The move comes as trading houses rethink their long-term upstream investing strategies, Wood Mackenzie Asia Pacific Vice President Gavin Thompson said in a recent memo.
âIf 2020 was a year for reassessing future plans, then 2021 appears to be the year for implementation,â he said.
For example, Itochu announced Thursday that it would divest its stake in a Colombian coal mine, divesting 80% of its thermal coal assets, and sell the remaining stake in two Australian mines “as soon as possible”.
âEven at a high cost, we have decided to show our commitment to tackling global warming by showing concrete actions,â Itochu Chief Financial Officer (CFO) Tsuyoshi Hachimura said this week as companies released their reports. results.
Mitsui is also withdrawing from a coal mine in Mozambique after impairment losses reduced the book value of the stake to zero.
Others are also speeding up divestment, with Sojitz pushing forward with its plan to halve its thermal coal assets by 2030, CFO Seiichi Tanaka said.
Japanese trading companies have already stopped investing in new coal-fired power plants, but Marubeni is accelerating its plan to halve its stakes in coal-fired power plants by 2030.
“We will accelerate as much as possible because helping to fight global warming is a priority,” said Maubeni’s chief financial officer, Takayuki Furuya.
Known as “sogo shosha” in Japanese, trading houses play a key role in importing everything from oil to corn to support the resource-poor economy, but the recent divestment goes beyond coal in a context of accelerating energy transition.
Sumitomo left the shale oil business by selling its stake in a US project last year while Sojitz scaled back its oil and gas assets.
Mitsubishi and Mitsui, which have greater exposure to energy and metals, are reshuffling their portfolios and revising their decarbonization strategy in light of the government’s 2050 target and under pressure from investors to go greener.
Mitsubishi has already pulled out of thermal coal mining, but coking coal and liquefied natural gas (LNG) remain the main drivers of profit.
“Power producers use LNG and steelmakers need coking coal, which won’t stop so quickly,” said Mitsubishi CFO Kazuyuki Masu.
âIt is a difficult task to move decarbonization forward while fulfilling our responsibility to ensure a stable supply,â he said. Mitsubishi will unveil a general policy by March 2022.
Mitsui is streamlining its energy portfolio by placing more emphasis on quality, rather than quantity, in exploration and production, said CFO Takakazu Uchida.

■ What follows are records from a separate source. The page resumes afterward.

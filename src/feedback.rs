/*!
 * Reviewer feedback columns.
 *
 * Annotated sheets keep the six base columns and append, in order, an
 * optional `Translated to English` lookup column, an empty `Feedback By
 * Customer` column and a `Feedback for Length` formula that checks the
 * customer's text against the row's max width.
 */

use log::{debug, info};

use crate::errors::ConversionError;
use crate::spreadsheet_codec::{self, columns, Cell, SheetTable, BASE_HEADER};
use crate::translation_unit::{LanguageDocument, TranslationUnit};

pub const ENGLISH_HEADER: &str = "Translated to English";
pub const CUSTOMER_FEEDBACK_HEADER: &str = "Feedback By Customer";
pub const LENGTH_FEEDBACK_HEADER: &str = "Feedback for Length";

/// Result shown by the length check when the feedback fits
pub const LENGTH_OK: &str = "OK";

/// One annotated row
#[derive(Debug, Clone, PartialEq)]
pub struct FeedbackRow {
    pub unit: TranslationUnit,

    /// Reference target for the same id, when a reference was supplied
    pub english_target: Option<String>,

    /// Text entered by the reviewer, empty when generated
    pub customer_feedback: String,
}

impl FeedbackRow {
    /// Set the reviewer text, as a reviewer would in the sheet
    pub fn with_customer_feedback(mut self, feedback: impl Into<String>) -> Self {
        self.customer_feedback = feedback.into();
        self
    }

    /// Value the length formula evaluates to for this row
    pub fn length_feedback(&self) -> String {
        evaluate_length_feedback(&spreadsheet_codec::max_width_cell(&self.unit), &self.customer_feedback)
    }
}

/// A language document extended with reviewer columns
#[derive(Debug, Clone, PartialEq)]
pub struct FeedbackSheet {
    pub language_tag: String,
    pub has_reference: bool,
    pub rows: Vec<FeedbackRow>,
}

impl FeedbackSheet {
    /// Header titles, base columns first
    pub fn header(&self) -> Vec<String> {
        let mut header: Vec<String> = BASE_HEADER.iter().map(|title| title.to_string()).collect();
        if self.has_reference {
            header.push(ENGLISH_HEADER.to_string());
        }
        header.push(CUSTOMER_FEEDBACK_HEADER.to_string());
        header.push(LENGTH_FEEDBACK_HEADER.to_string());
        header
    }

    /// Zero-based column of the reviewer's text
    pub fn customer_feedback_column(&self) -> usize {
        BASE_HEADER.len() + usize::from(self.has_reference)
    }

    /// Zero-based column of the length formula
    pub fn length_feedback_column(&self) -> usize {
        self.customer_feedback_column() + 1
    }

    /// Formula text for a zero-based data row index
    pub fn length_formula(&self, row_index: usize) -> String {
        // Data starts on spreadsheet row 2
        let row_number = row_index + 2;
        length_feedback_formula(
            &format!("{}{}", column_letter(columns::MAX_WIDTH), row_number),
            &format!("{}{}", column_letter(self.customer_feedback_column()), row_number),
        )
    }

    /// Sheet ready to be written, formulas included
    pub fn to_table(&self) -> SheetTable {
        let base = SheetTable::from_document(&LanguageDocument {
            language_tag: self.language_tag.clone(),
            units: self.rows.iter().map(|row| row.unit.clone()).collect(),
        });

        let rows = base
            .rows
            .into_iter()
            .zip(&self.rows)
            .enumerate()
            .map(|(index, (mut cells, row))| {
                if self.has_reference {
                    cells.push(Cell::text(row.english_target.clone().unwrap_or_default()));
                }
                cells.push(Cell::text(row.customer_feedback.clone()));
                cells.push(Cell::Formula {
                    expression: self.length_formula(index),
                    cached: row.length_feedback(),
                });
                cells
            })
            .collect();

        SheetTable {
            name: self.language_tag.clone(),
            header: self.header(),
            rows,
        }
    }
}

/// Builds feedback sheets from converted documents
#[derive(Debug, Clone, Copy, Default)]
pub struct FeedbackAnnotator;

impl FeedbackAnnotator {
    /// Annotate one document, looking up reference targets by id.
    ///
    /// Ids missing from the reference resolve to an empty string.
    pub fn annotate(&self, document: &LanguageDocument, reference: Option<&LanguageDocument>) -> FeedbackSheet {
        let index = reference.map(LanguageDocument::target_index);
        let mut misses = 0usize;

        let rows = document
            .units
            .iter()
            .map(|unit| {
                let english_target = index.as_ref().map(|index| match index.get(unit.id.as_str()) {
                    Some(target) => target.to_string(),
                    None => {
                        misses += 1;
                        String::new()
                    }
                });
                FeedbackRow {
                    unit: unit.clone(),
                    english_target,
                    customer_feedback: String::new(),
                }
            })
            .collect();

        if misses > 0 {
            debug!(
                "{} id(s) of '{}' have no reference translation",
                misses, document.language_tag
            );
        }

        FeedbackSheet {
            language_tag: document.language_tag.clone(),
            has_reference: reference.is_some(),
            rows,
        }
    }

    /// Annotate documents and write them as one workbook
    pub fn annotate_workbook(
        &self,
        documents: &[LanguageDocument],
        reference: Option<&LanguageDocument>,
        file_name: &str,
    ) -> Result<Vec<u8>, ConversionError> {
        let tables: Vec<SheetTable> = documents
            .iter()
            .map(|document| self.annotate(document, reference).to_table())
            .collect();

        info!(
            "Annotated {} sheet(s) for review{}",
            tables.len(),
            if reference.is_some() { " with reference translations" } else { "" }
        );
        spreadsheet_codec::write_workbook(&tables, file_name)
    }
}

/// Excel formula checking the reviewer's text against the max width.
///
/// Empty feedback gives an empty cell, feedback longer than the width gives
/// the "too long" message with both numbers, anything else gives `OK`.
pub fn length_feedback_formula(width_cell: &str, feedback_cell: &str) -> String {
    format!(
        "=IF({f}=\"\",\"\",IF(LEN({f})>{w},\"* The new translation is too long (\"&LEN({f})&\") should be under \"&{w}&\" chars\",\"{ok}\"))",
        f = feedback_cell,
        w = width_cell,
        ok = LENGTH_OK
    )
}

/// Evaluate the length formula for the given width cell and feedback.
///
/// A blank width cell counts as 0 in the comparison and as empty text in
/// the message. Text compares greater than any number, so a textual width
/// always gives `OK`.
pub fn evaluate_length_feedback(width: &Cell, feedback: &str) -> String {
    if feedback.is_empty() {
        return String::new();
    }

    let length = feedback.chars().count();
    let limit = match width {
        Cell::Empty => 0.0,
        Cell::Number(n) => *n,
        _ => return LENGTH_OK.to_string(),
    };

    if length as f64 > limit {
        format!(
            "* The new translation is too long ({}) should be under {} chars",
            length,
            width.stringify()
        )
    } else {
        LENGTH_OK.to_string()
    }
}

/// Convert column index to Excel column letter (0 = A, 25 = Z, 26 = AA, etc.)
pub fn column_letter(col: usize) -> String {
    let mut result = String::new();
    let mut n = col;
    loop {
        result.insert(0, (b'A' + (n % 26) as u8) as char);
        if n < 26 {
            break;
        }
        n = n / 26 - 1;
    }
    result
}
/*!
 * Fragment directory to deployment archive tests
 */

use anyhow::Result;
use xliffsheet::app_config::{PackageConfig, StripStrategy};
use xliffsheet::errors::PackageError;
use xliffsheet::package_builder::PackageBuilder;

use crate::common;

#[test]
fn test_run_from_dir_withMixedFiles_shouldGroupByLanguage() -> Result<()> {
    let temp_dir = common::create_temp_dir()?;
    common::create_test_file(temp_dir.path(), "Account-fr.objectTranslation", &common::sample_fragment("Compte"))?;
    common::create_test_file(temp_dir.path(), "Case-fr.objectTranslation", &common::sample_fragment("Requete"))?;
    common::create_test_file(temp_dir.path(), "Account-de.objectTranslation", &common::sample_fragment("Konto"))?;
    common::create_test_file(temp_dir.path(), "Broken-de.objectTranslation", "<CustomObjectTranslation>")?;
    common::create_test_file(temp_dir.path(), "README.md", "ignored")?;

    let report = PackageBuilder::default().run_from_dir(temp_dir.path());

    assert_eq!(report.fragments.len(), 4);
    assert_eq!(report.fragments.success_count(), 3);
    assert!(matches!(
        report.fragments.failures().next(),
        Some(("Broken-de.objectTranslation", PackageError::Parse { .. }))
    ));

    let languages: Vec<&str> = report.archives.successes().map(|(language, _)| language).collect();
    assert_eq!(languages, vec!["de", "fr"]);

    let (_, french) = report.archives.successes().nth(1).expect("french archive");
    let mut names = common::zip_entry_names(&french.bytes)?;
    names.sort();
    assert_eq!(
        names,
        vec![
            "unpackaged/objectTranslations/Account-fr.objectTranslation",
            "unpackaged/objectTranslations/Case-fr.objectTranslation",
            "unpackaged/package.xml",
        ]
    );
    let body = common::zip_entry_text(&french.bytes, "unpackaged/objectTranslations/Case-fr.objectTranslation")?;
    assert!(body.contains("<value>Requete</value>"));
    assert!(!body.contains("<fields>"));
    Ok(())
}

#[test]
fn test_run_from_dir_withNestedFragments_shouldOnlyReadTopLevel() -> Result<()> {
    let temp_dir = common::create_temp_dir()?;
    let nested = temp_dir.path().join("fr/unpackaged/objectTranslations");
    std::fs::create_dir_all(&nested)?;
    common::create_test_file(temp_dir.path(), "Account-fr.objectTranslation", &common::sample_fragment("Compte"))?;
    common::create_test_file(&nested, "Account-fr.objectTranslation", "<CustomObjectTranslation/>")?;
    common::create_test_file(&nested, "Zeta-fr.objectTranslation", &common::sample_fragment("Z"))?;

    let report = PackageBuilder::default().run_from_dir(temp_dir.path());

    assert_eq!(report.fragments.len(), 1);
    assert_eq!(report.fragments.success_count(), 1);
    let (_, archive) = report.archives.successes().next().expect("french archive");
    assert!(archive.bundle.fragments["Account"].body.contains("<value>Compte</value>"));
    Ok(())
}

#[test]
fn test_run_withCustomConfig_shouldUseExtensionAndVersion() -> Result<()> {
    let config = PackageConfig {
        fragment_extension: "xml".to_string(),
        sections: vec!["layouts".to_string()],
        strip_strategy: StripStrategy::Textual,
        manifest_version: "60.0".to_string(),
    };
    let temp_dir = common::create_temp_dir()?;
    common::create_test_file(temp_dir.path(), "Lead-ja.xml", &common::sample_fragment("Rido"))?;

    let report = PackageBuilder::new(&config).run_from_dir(temp_dir.path());

    let (_, archive) = report.archives.successes().next().expect("one archive");
    assert!(archive.bundle.manifest.contains("<version>60.0</version>"));
    let body = &archive.bundle.fragments["Lead"].body;
    assert!(!body.contains("<layouts>"));
    assert!(body.contains("<fields>"));
    assert!(common::zip_entry_names(&archive.bytes)?.contains(&"unpackaged/objectTranslations/Lead-ja.xml".to_string()));
    Ok(())
}
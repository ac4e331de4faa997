use anyhow::{anyhow, Context, Result};
use indicatif::{ProgressBar, ProgressStyle};
use log::{debug, error, info, warn};
use std::path::{Path, PathBuf};
use std::time::{Duration, Instant};

use crate::app_config::Config;
use crate::converter::{Converter, WorkbookImport};
use crate::feedback::FeedbackAnnotator;
use crate::file_utils::{DirectorySink, FileManager, FileSink, FileSource, PresetLocations, Selection};
use crate::package_builder::PackageBuilder;
use crate::session::{self, ReviewSession};
use crate::spreadsheet_codec;
use crate::translation_unit::LanguageDocument;
use crate::xliff_codec::DEFAULT_DOCUMENT_NAME;

// @module: Application controller for conversion, review and packaging runs

const WORKBOOK_EXTENSIONS: &[&str] = &["xlsx", "xlsm", "xls"];
const XLIFF_EXTENSIONS: &[&str] = &["xlf", "xliff"];

/// What a run wrote, skipped and failed on
#[derive(Debug, Default)]
pub struct RunSummary {
    // @field: Files written, in order
    pub written: Vec<PathBuf>,
    // @field: Outputs not saved because no location was chosen
    pub skipped: usize,
    // @field: "<item>: <error>" for every failed item
    pub failures: Vec<String>,
    // @field: Wall time of the run
    pub duration: Duration,
}

impl RunSummary {
    pub fn has_failures(&self) -> bool {
        !self.failures.is_empty()
    }

    fn fail(&mut self, item: &str, reason: impl std::fmt::Display) {
        error!("{}: {}", item, reason);
        self.failures.push(format!("{}: {}", item, reason));
    }
}

/// Main application controller
pub struct Controller {
    // @field: App configuration
    config: Config,
    converter: Converter,
    builder: PackageBuilder,
    session: ReviewSession,
    source: Box<dyn FileSource + Send + Sync>,
    sink: Box<dyn FileSink + Send + Sync>,
    directory: Box<dyn DirectorySink + Send + Sync>,
}

impl Controller {
    // @method: Controller writing into the current directory
    pub fn with_config(config: Config) -> Result<Self> {
        Self::with_locations(config, PresetLocations::new(None, PathBuf::from("."), false))
    }

    // @method: Controller whose locations come from the command line
    pub fn with_locations(config: Config, locations: PresetLocations) -> Result<Self> {
        Self::with_capabilities(
            config,
            Box::new(locations.clone()),
            Box::new(locations.clone()),
            Box::new(locations),
        )
    }

    // @method: Controller with caller-supplied location capabilities
    pub fn with_capabilities(
        config: Config,
        source: Box<dyn FileSource + Send + Sync>,
        sink: Box<dyn FileSink + Send + Sync>,
        directory: Box<dyn DirectorySink + Send + Sync>,
    ) -> Result<Self> {
        config.validate().context("Configuration validation failed")?;
        debug!("Language tag style: {}", config.describe_tag_style());

        Ok(Self {
            converter: Converter::new(&config.conversion),
            builder: PackageBuilder::new(&config.package),
            session: ReviewSession::new(),
            config,
            source,
            sink,
            directory,
        })
    }

    pub fn config(&self) -> &Config {
        &self.config
    }

    pub fn session(&self) -> &ReviewSession {
        &self.session
    }

    /// Export a workbook, or every workbook in a directory, to XLIFF files
    pub async fn export(&self, input: &Path) -> Result<RunSummary> {
        let start_time = Instant::now();
        let inputs = FileManager::collect_inputs(input, WORKBOOK_EXTENSIONS)?;
        if inputs.is_empty() {
            warn!("No workbooks found in {:?}", input);
        }

        let progress_bar = Self::batch_progress_bar(inputs.len() as u64, "workbooks");
        let tick = progress_bar.clone();
        let report = self
            .converter
            .export_batch(inputs, move |done, _| tick.set_position(done as u64))
            .await;
        progress_bar.finish_and_clear();

        let mut summary = RunSummary::default();
        for outcome in report.outcomes {
            match outcome.result {
                Ok(exports) => {
                    for export in exports {
                        self.save(&export.file_name, export.xml.as_bytes(), &mut summary);
                    }
                }
                Err(e) => summary.fail(&outcome.item, e),
            }
        }

        self.finish("Export", summary, start_time)
    }

    /// Import an XLIFF file, or every XLIFF file in a directory, into workbooks.
    ///
    /// With `combine`, all documents go into one workbook with a sheet per
    /// language. The last workbook produced is kept for review.
    pub async fn import(&self, input: &Path, combine: bool) -> Result<RunSummary> {
        let start_time = Instant::now();
        let inputs = FileManager::collect_inputs(input, XLIFF_EXTENSIONS)?;
        if inputs.is_empty() {
            warn!("No XLIFF files found in {:?}", input);
        }

        let progress_bar = Self::batch_progress_bar(inputs.len() as u64, "files");
        let tick = progress_bar.clone();
        let mut summary = RunSummary::default();

        if combine {
            let report = self
                .converter
                .parse_batch(inputs, move |done, _| tick.set_position(done as u64))
                .await;
            progress_bar.finish_and_clear();

            let mut documents = Vec::new();
            for outcome in report.outcomes {
                match outcome.result {
                    Ok(document) => documents.push(document),
                    Err(e) => summary.fail(&outcome.item, e),
                }
            }

            if !documents.is_empty() {
                let file_name = format!("{}.xlsx", DEFAULT_DOCUMENT_NAME);
                match self.converter.import_documents(documents, &file_name) {
                    Ok(workbook) => self.keep_for_review(workbook, &mut summary),
                    Err(e) => summary.fail(&file_name, e),
                }
            }
        } else {
            let report = self
                .converter
                .import_batch(inputs, move |done, _| tick.set_position(done as u64))
                .await;
            progress_bar.finish_and_clear();

            for outcome in report.outcomes {
                match outcome.result {
                    Ok(workbook) => self.keep_for_review(workbook, &mut summary),
                    Err(e) => summary.fail(&outcome.item, e),
                }
            }
        }

        self.finish("Import", summary, start_time)
    }

    /// Import XLIFF and add feedback columns to the result in one pass
    pub async fn review(&self, input: &Path) -> Result<RunSummary> {
        let start_time = Instant::now();
        let mut summary = self.import(input, FileManager::dir_exists(input)).await?;
        if !self.session.has_artifact() {
            return Err(anyhow!("Nothing was converted from {:?}, no review workbook produced", input));
        }

        let reference = self.load_reference()?;
        let annotated = self.session.annotate_last(reference.as_ref())?;
        self.save(&annotated.file_name, &annotated.bytes, &mut summary);

        self.finish("Review", summary, start_time)
    }

    /// Add feedback columns to every sheet of an existing workbook
    pub async fn feedback(&self, workbook: &Path) -> Result<RunSummary> {
        let start_time = Instant::now();
        let mut summary = RunSummary::default();
        let source_name = workbook.display().to_string();

        let bytes = FileManager::read_bytes(workbook)?;
        let sheets = spreadsheet_codec::read_workbook(&bytes, &source_name)?;
        let mut documents = Vec::with_capacity(sheets.len());
        for sheet in &sheets {
            let (document, dropped) = sheet.to_document()?;
            if !dropped.is_empty() {
                warn!("Sheet '{}': ignoring repeated id(s) {}", sheet.name, dropped.join(", "));
            }
            documents.push(document);
        }

        let reference = self.load_reference()?;
        let file_name = workbook
            .file_name()
            .map(|name| session::feedback_file_name(&name.to_string_lossy()))
            .unwrap_or_else(|| session::feedback_file_name(DEFAULT_DOCUMENT_NAME));
        let annotated = FeedbackAnnotator.annotate_workbook(&documents, reference.as_ref(), &file_name)?;
        self.save(&file_name, &annotated, &mut summary);

        self.finish("Feedback", summary, start_time)
    }

    /// Build one deployment archive per language from fragments in `dir`
    pub async fn package(&self, dir: &Path, write_tree: bool) -> Result<RunSummary> {
        let start_time = Instant::now();
        if !FileManager::dir_exists(dir) {
            return Err(anyhow!("Fragment directory does not exist: {:?}", dir));
        }

        let report = self.builder.run_from_dir(dir);
        let mut summary = RunSummary::default();
        for (item, e) in report.fragments.failures() {
            summary.fail(item, e);
        }

        let tree_root = if write_tree {
            self.directory.choose_directory("unpacked package tree")
        } else {
            Selection::Cancelled
        };

        for outcome in report.archives.outcomes {
            match outcome.result {
                Ok(archive) => {
                    self.save(&archive.file_name, &archive.bytes, &mut summary);
                    if let Some(root) = tree_root.path() {
                        for (relative, bytes) in archive.bundle.virtual_tree() {
                            let path = root.join(&relative);
                            match FileManager::write_bytes(&path, &bytes) {
                                Ok(()) => summary.written.push(path),
                                Err(e) => summary.fail(&relative, format!("{:#}", e)),
                            }
                        }
                    }
                }
                Err(e) => summary.fail(&outcome.item, e),
            }
        }

        self.finish("Packaging", summary, start_time)
    }

    /// Reference translation for the English column, if one was chosen.
    ///
    /// Workbooks contribute their first sheet; anything else is read as XLIFF.
    pub fn load_reference(&self) -> Result<Option<LanguageDocument>> {
        let path = match self.source.choose_input("reference translation") {
            Selection::Chosen(path) => path,
            Selection::Cancelled => return Ok(None),
        };
        let source_name = path.display().to_string();

        let is_workbook = path
            .extension()
            .map(|ext| WORKBOOK_EXTENSIONS.iter().any(|wanted| ext.eq_ignore_ascii_case(wanted)))
            .unwrap_or(false);

        let document = if is_workbook {
            let bytes = FileManager::read_bytes(&path)?;
            let sheets = spreadsheet_codec::read_workbook(&bytes, &source_name)?;
            let first = sheets
                .first()
                .ok_or_else(|| anyhow!("Reference workbook {:?} has no sheets", path))?;
            first.to_document()?.0
        } else {
            let xml = FileManager::read_to_string(&path)?;
            self.converter.parse_xliff(&xml, &source_name)?
        };

        info!("Using {} unit(s) from {:?} as reference", document.len(), path);
        Ok(Some(document))
    }

    fn keep_for_review(&self, workbook: WorkbookImport, summary: &mut RunSummary) {
        self.save(&workbook.file_name, &workbook.bytes, summary);
        self.session.record(workbook);
    }

    // A failed write is recorded against this output; the run goes on
    fn save(&self, suggested_name: &str, bytes: &[u8], summary: &mut RunSummary) {
        match self.sink.choose_save_path(suggested_name) {
            Selection::Chosen(path) => match FileManager::write_bytes(&path, bytes) {
                Ok(()) => {
                    info!("Success: {}", path.display());
                    summary.written.push(path);
                }
                Err(e) => summary.fail(suggested_name, format!("{:#}", e)),
            },
            Selection::Cancelled => {
                debug!("No location chosen for {}", suggested_name);
                summary.skipped += 1;
            }
        }
    }

    fn finish(&self, what: &str, mut summary: RunSummary, start_time: Instant) -> Result<RunSummary> {
        summary.duration = start_time.elapsed();
        let message = format!(
            "{} finished in {}: {} written, {} skipped, {} failed",
            what,
            Self::format_duration(summary.duration),
            summary.written.len(),
            summary.skipped,
            summary.failures.len()
        );
        if summary.has_failures() {
            warn!("{}", message);
        } else {
            info!("{}", message);
        }
        Ok(summary)
    }

    fn batch_progress_bar(total: u64, unit: &str) -> ProgressBar {
        let progress_bar = ProgressBar::new(total);
        let template = format!(
            "{{spinner:.green}} [{{elapsed_precise}}] [{{bar:40.cyan/blue}}] {{pos}}/{{len}} {} ({{percent}}%) {{eta}}",
            unit
        );
        let style = ProgressStyle::default_bar()
            .template(&template)
            .or_else(|_| ProgressStyle::default_bar().template("{spinner} [{elapsed_precise}] [{bar:40}] {pos}/{len}"))
            .unwrap_or_else(|_| ProgressStyle::default_bar());
        progress_bar.set_style(style.progress_chars("█▓▒░"));
        progress_bar
    }

    // Format duration in a human-readable format (HH:MM:SS)
    fn format_duration(duration: Duration) -> String {
        let total_seconds = duration.as_secs();
        let hours = total_seconds / 3600;
        let minutes = (total_seconds % 3600) / 60;
        let seconds = total_seconds % 60;

        if hours > 0 {
            format!("{}h {}m {}s", hours, minutes, seconds)
        } else if minutes > 0 {
            format!("{}m {}s", minutes, seconds)
        } else {
            format!("{}.{:03}s", seconds, duration.subsec_millis())
        }
    }
}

Japanese companies’ upstream oil and gas assets are valued at more than US $ 70 billion, with trading houses accounting for nearly 30% of the total, according to Wood Mackenzie’s Thompson.
“We expect the divestment of untapped stakes in smaller oil and other non-core assets to accelerate,” he said, noting the decline in local demand for oil and gas.
âFor many companies, beyond the existing positions in LNG which are likely to remain intact, everything else can disappear. This is the brutal end of the energy transition, âhe said.